ICT活用事例校レポート

芝浦工業大学附属中学高等学校<前編>

斎藤貢市教頭先生

 今回は2023年10月19日に訪問した芝浦工業大学附属中学高等学校で行われている探究学習「IT」、中学校の自立学習「SD」、高校の「Arts and Tech」の授業について前編・後編に分けてご紹介します。
 斎藤貢市教頭先生、探究科主任の岩田亮先生、数学科・探究科の金森千春先生からお話を伺いました。

芝浦工業大学附属中学高等学校

 

<前編>
芝浦工業大学附属中学高等学校の探究学習「IT」とICTの活用

探究学習「IT」について

—芝浦工業大学附属中学高等学校では探究学習を「SHIBAURA探究」と題されていて、IT教育に特化した「IT」とグローバル教育に特化した「GC」の授業に分かれているとのことですが、「IT」の授業について詳しく教えてください。

探究科主任 岩田亮先生

岩田先生探究学習としてITが始まったのが3年前です。私は探究科としてカリキュラムを考えているのですが、教頭先生たちが「まずは試してみろ」と言ってくれるので、そのおかげで3年目まで来ることができました。
 私たちの学校の探究学習は「自立」をテーマに行っています。教員がああだこうだと指導しているようだと生徒たちが育っていかないと思います。「生徒に強みや好きになってもらうようなトランプのカードをたくさん持たせたい」といつも思っています。
 一番大事なのは知識や技能を教えることではなく、「楽しい」とか「ワクワクする」ことを見つけることだと思います。それが実社会とどうやって関連しているのかという、接続の部分も見せられるようにしています。

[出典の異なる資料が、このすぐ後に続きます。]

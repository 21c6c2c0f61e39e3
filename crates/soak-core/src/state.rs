//! Orchestrator bookkeeping state.

/// Counters and flags owned by the orchestrator task.
///
/// Only the orchestrator mutates this; the interrupt path communicates
/// through [`crate::interrupt::InterruptController`] instead.
#[derive(Debug, Default)]
pub struct OrchestratorState {
    /// Total runs started, across all loop passes.
    pub run_count: u32,
    /// Runs that finished with a non-zero exit status.
    pub failure_count: u32,
    /// Set by diagnostics, interrupt, or the continuation policy; once
    /// set, no further unit is started.
    pub stop: bool,
}

impl OrchestratorState {
    pub fn new() -> Self {
        Self::default()
    }

    /// Final aggregate exit code: a lone run propagates its literal
    /// status; multi-run batches coarsen to 0 (all passed) or 1.
    pub fn aggregate_exit_code(&self, last_exit: i32) -> i32 {
        if self.run_count == 1 {
            last_exit
        } else if self.failure_count == 0 {
            0
        } else {
            1
        }
    }
}

#[cfg(test)]
mod tests {
    use super::*;

    #[test]
    fn single_run_propagates_literal_status() {
        let state = OrchestratorState {
            run_count: 1,
            failure_count: 1,
            stop: true,
        };
        assert_eq!(state.aggregate_exit_code(2), 2);
    }

    #[test]
    fn multi_run_coarsens_to_zero_or_one() {
        let mut state = OrchestratorState {
            run_count: 5,
            failure_count: 0,
            stop: false,
        };
        assert_eq!(state.aggregate_exit_code(0), 0);
        state.failure_count = 3;
        assert_eq!(state.aggregate_exit_code(2), 1);
    }
}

 ITは「遊ぼう」がテーマです。私はロボット制御が専門なんですけれど、ロボットは女子があんまり好きじゃなくて、本当に悩みどころなんです。最初はレゴEV3でやろうと思っていたのですが、レゴは面白くないと話していて、女子にワークショップを行うとスクラッチとドローンに興味を持っていたので、小学校で既習だと思いますが基本的なことを教えて、ドローンもピンク色にしたいとか、ドローンに鏡をつけたいと話していたので、そんな風に自分で考えたものを動かし、楽しめるような授業にしています。
 ドローン制御については1人でも、お家でもできるように、操作動画やテキストを作って、興味を持った子がどんどんできるようにしています。授業の中で分からないことは教え、1時間目に基本的なことをやったら2時間目は応用としてミッションを出し、達成を目指して取り組んでもらっています。
 中学2年生はデータサイエンスを行っています。高校、特にSSH他校がやっていることを「中2でもできる」と思って、Excel処理などを教えています。数学の先取りをしていないのでルートの計算がわからないと難しい面もあるのですが、授業の中で教えながら行っています。
 色々なデータを収集するようなプラットフォーム、例えばe-Stat、RESAS、Astrategyなど、企業の方が使っているものを使用して分析し、そこから本質的な課題を探して提案をしていくという練習をまさに今行っています。
 また、生徒が身近に使っている電車である東京メトロさんにご協力をいただいています。東京メトロさんの建設、設備、土木、車両、電気などの部署の方に1クラス1名ずつ入っていただいて実際に悩んでいることを話してもらい、生データも頂いて、課題解決のための提案を考えています。メトロさんには厳しめに評価していただいているので、去年は1つも採択されませんでした。今年は1つでも採択してもらえるように、何ができるかを考えて取り組んでいます。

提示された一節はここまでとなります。